Если у скептиков атараксия была связана с эпохе («за эпохе следует ата­раксия»), у Эпикура атараксия связана с удовольствием (ἡδονή), которое по­является при атараксии. В этике Эпикура конечная цель, удовольствие, ха­рактеризовалась как отсутствие телесной боли и душевных смятений (μήτε ταράττεσθαι κατὰ ψυχήν) (D. L. X 131. 8–11), иногда душевная атараксия прямо называется «конечной целью» (см. X 128. 3–4) вместе с телесным здоровьем. Вместе с безболезненностью (ἀπονία) Эпикур называл атарак­сию «устойчивыми удовольствиями» (καταστηματικαὶ ἡδοναί), в отличие от радости и веселья, определяемыми как «изменчивые удовольствия» (X 136. 10–12). Душевные удовольствия Эпикур полагал выше телесных и свя­зывал их с добродетелями и разумом.

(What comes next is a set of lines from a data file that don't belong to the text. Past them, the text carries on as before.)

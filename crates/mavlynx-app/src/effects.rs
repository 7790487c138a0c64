//! # Effects and External Collaborators
//!
//! Screen handlers never perform side effects themselves. They return
//! [`AppCommand`]s which [`AppCore`](crate::AppCore) executes, so the
//! handlers stay pure and testable.
//!
//! The two collaborators that live outside the app (a browser for links
//! and a map surface for markers) are traits implemented by frontends.

use serde::{Deserialize, Serialize};
use std::fmt;

use crate::navigation::NavigationRequest;
use crate::views::Coordinate;

// =============================================================================
// Commands
// =============================================================================

/// Action that has no real backend yet; executing it only logs the intent
#[derive(Clone, Debug, PartialEq, Eq)]
pub enum PlaceholderIntent {
    /// Persist checklist progress
    SaveProgress {
        /// Holds with every item ticked
        cleared_holds: usize,
    },
    /// Sign up for a phone plan
    ApplyForPlan {
        /// Plan name
        plan: String,
    },
    /// Reserve a study room slot
    ApplyForSlot {
        /// Room name
        room: String,
    },
    /// Apply for a housing listing
    ApplyForHousing {
        /// Listing address
        address: String,
    },
    /// Join a club
    JoinClub {
        /// Club name
        club: String,
    },
}

impl fmt::Display for PlaceholderIntent {
    fn fmt(&self, f: &mut fmt::Formatter<'_>) -> fmt::Result {
        match self {
            Self::SaveProgress { cleared_holds } => {
                write!(f, "save progress ({cleared_holds} holds cleared)")
            }
            Self::ApplyForPlan { plan } => write!(f, "apply for {plan}"),
            Self::ApplyForSlot { room } => write!(f, "apply for a slot in {room}"),
            Self::ApplyForHousing { address } => write!(f, "apply for housing at {address}"),
            Self::JoinClub { club } => write!(f, "join club: {club}"),
        }
    }
}

/// Command representing a side effect
///
/// Commands are produced by screen handlers and executed by the app core.
#[derive(Clone, Debug, PartialEq, Eq)]
pub enum AppCommand {
    /// Move to another destination
    Navigate(NavigationRequest),
    /// Hand a URL to the external link opener
    OpenUrl(String),
    /// Log an action that has no backend
    Intent(PlaceholderIntent),
}

// =============================================================================
// Link opener
// =============================================================================

/// Opens URLs in an external handler. Fire-and-forget.
pub trait LinkOpener: Send + Sync {
    /// Open `url`
    fn open(&self, url: &str);
}

/// Link opener that only records the request in the log
#[derive(Debug, Clone, Copy, Default)]
pub struct LoggingLinkOpener;

impl LinkOpener for LoggingLinkOpener {
    fn open(&self, url: &str) {
        tracing::info!(url, "Opening external link");
    }
}

// =============================================================================
// Map surface
// =============================================================================

/// Visible area of the map
#[derive(Debug, Clone, Copy, PartialEq, Serialize, Deserialize)]
pub struct MapRegion {
    /// Centre of the viewport
    pub center: Coordinate,
    /// Vertical span in degrees
    pub latitude_delta: f64,
    /// Horizontal span in degrees
    pub longitude_delta: f64,
}

/// A tappable pin on the map
#[derive(Debug, Clone, PartialEq, Serialize, Deserialize)]
pub struct MapMarker {
    /// Id reported back when the marker is tapped
    pub id: u32,
    /// Pin position
    pub coordinate: Coordinate,
    /// Callout title
    pub title: String,
    /// Callout subtitle
    pub description: String,
}

/// Everything a map surface needs to draw the departments tab
#[derive(Debug, Clone, PartialEq)]
pub struct MapView {
    /// Initial region
    pub region: MapRegion,
    /// Markers in list order
    pub markers: Vec<MapMarker>,
}

/// Draws a [`MapView`]; marker taps go back through
/// [`CampusScreen::tap_marker`](crate::screens::CampusScreen::tap_marker).
pub trait MapSurface {
    /// Render the map
    fn render(&mut self, view: &MapView);
}

#[cfg(test)]
mod tests {
    use super::*;

    #[test]
    fn test_intent_descriptions() {
        let intent = PlaceholderIntent::JoinClub {
            club: "Art Collective".to_string(),
        };
        assert_eq!(intent.to_string(), "join club: Art Collective");

        let intent = PlaceholderIntent::SaveProgress { cleared_holds: 1 };
        assert_eq!(intent.to_string(), "save progress (1 holds cleared)");
    }
}
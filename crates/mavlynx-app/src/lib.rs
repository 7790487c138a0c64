//! # MavLynx App - Headless Application Core
//!
//! Portable state management for the MavLynx campus orientation app. Five
//! tabs (Essentials, Networking, Home, Campus, Exploration) each own a
//! screen controller; the controllers load their lists through an async
//! [`CatalogSource`], narrow them with the filter and search engines, and
//! turn user actions into [`AppCommand`]s.
//!
//! ## Architecture
//!
//! ```text
//! ┌──────────────────────────┐
//! │    mavlynx-terminal      │  line shell, tour, one-shot commands
//! └────────────┬─────────────┘
//!              │ drives
//!              ↓
//! ┌──────────────────────────┐
//! │        AppCore           │  Router + screens + command execution
//! ├──────────────────────────┤
//! │  screens/  filter  search│
//! │  checklist  navigation   │
//! ├──────────────────────────┤
//! │  CatalogSource (async)   │  MockCatalog serves literals
//! └──────────────────────────┘
//! ```
//!
//! ## Constraints
//!
//! This crate performs no terminal or network I/O. URLs go out through
//! [`LinkOpener`], map drawing through [`MapSurface`].
//!
//! ## Usage
//!
//! ```rust,no_run
//! use mavlynx_app::{AppConfig, AppCore, Tab};
//!
//! # async fn demo() -> Result<(), mavlynx_app::AppError> {
//! let mut app = AppCore::with_mock(AppConfig::default());
//! app.start().await;
//!
//! let commands = app
//!     .essentials()
//!     .ok_or_else(|| mavlynx_app::AppError::UnknownRoute("Essentials".into()))?
//!     .apply_for_plan(0)?;
//! app.execute(commands).await?;
//! assert_eq!(app.current_tab(), Tab::Home);
//! # Ok(())
//! # }
//! ```

pub mod app;
pub mod catalog;
pub mod checklist;
pub mod config;
pub mod effects;
pub mod errors;
pub mod fetch;
pub mod filter;
pub mod navigation;
pub mod screens;
pub mod search;
pub mod views;

pub use app::{AppCore, TabLoad, TabResponses};
pub use checklist::{Checklist, ChecklistItem};
pub use config::{AppConfig, HousingSettings, MapSettings};
pub use effects::{
    AppCommand, LinkOpener, LoggingLinkOpener, MapMarker, MapRegion, MapSurface, MapView,
    PlaceholderIntent,
};
pub use errors::{AppError, ErrorCategory};
pub use fetch::{
    run_all, CatalogData, CatalogRecord, CatalogSource, FetchResponse, LoadOutcome, LoadStatus,
    Loadable, MockCatalog, PendingFetch, RequestToken, Resource, ScreenLifetime,
};
pub use filter::HousingFilterConfig;
pub use navigation::{DetailView, NavPayload, NavigationRequest, Route, Router, Tab};
pub use screens::{
    CampusScreen, CampusTab, EssentialsScreen, ExplorationScreen, ExplorationTab, HomeScreen,
    LoadingScreen, NetworkingScreen, RoomInfo,
};
pub use search::AlumniSearch;
pub use views::{
    AdministrativeHold, Alumnus, Club, Coordinate, Department, FoodCategory, FoodRecommendation,
    HoldLink, HousingListing, PhonePlan, RoomType, StudyRoom,
};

Тревоги в душе возникают прежде всего от ложных мнений о богах и о смерти, вызывающих в людях чувство страха, – «трезвое рассуждение» избавляет ложные мнения и приводит к атараксии (ср. X 132); состояние атараксии – это сосредоточение на «самом общем и главном» (X 82). Как и скептики, эпикурейцы рассматривали науки о природе лишь как пропе­девтику к этике и, соответственно, средство для достижения атараксии (ср. Секст Эмпирик: «Мы касаемся наук о природе ради атараксии» (Pyrrh. I 18); Эпикур: «Конечной целью изучения небесных явлений, как и всего ос­тального, является атараксия и твердая уверенность (πίστιν βέβαιον), D. L. X 85), однако пути к этой атараксии у двух школ были разные: эпикурей­цы предлагали «многообразие объяснений» (X 100) для чувственных фено­менов, скептики же воздерживались от суждений о явлениях. По Эпикуру, «кто борется с очевидностями, тот никогда не сможет достигнуть истинной атараксии» (X 96). В этом смысле эпикурейская атараксия близка к стои­ческому понятию адиафора (безразличное) – все науки оказываются без­различными для счастья, и это положение полемически направлено против аристотелевского понимания счастья, неразрывно связанного с теоретиче­ской добродетелью.

У стоиков атараксия часто используется в значении, близком к апатии. В Поздней Стое атараксия терминологически была несколько более востре­бована, чем в Ранней. Марк Аврелий различает невозмутимость-атараксию как состояние, обусловленное внешними вещами и событиями, и справед­ливость как зависимую только от самого человека (Marc Aur. IX 31, 1) – возможно, это различие было предложено еще Посидонием (ср. fr. 453d Theiler). Эпиктет в «Беседах» посвящает атараксии отдельное рассуждение (см. Epict. Diss. II 2) и также исходит из понимания атараксии как разумно­го, спокойного отношения к внешнему имуществу, к внешним ситуациям, почету, собственному телу, своей жизни или смерти, показывая, что нера­зумное поведение здесь приводит к порабощению человека. Т. обр., атарак­сия в данных контекстах является следствием апатии как истинно разумно­го и свободного состояния души.

Литература

  • Striker G. Ataraxia. Happiness as Tranquillity, – Striker G. Essays on Hellenistic Epistemology and Ethics. Camb., 1996, p. 183–195;
  • Warren J. Epicurus and Democritean Ethics: An Archaeology of Ataraxia. Camb., 2002.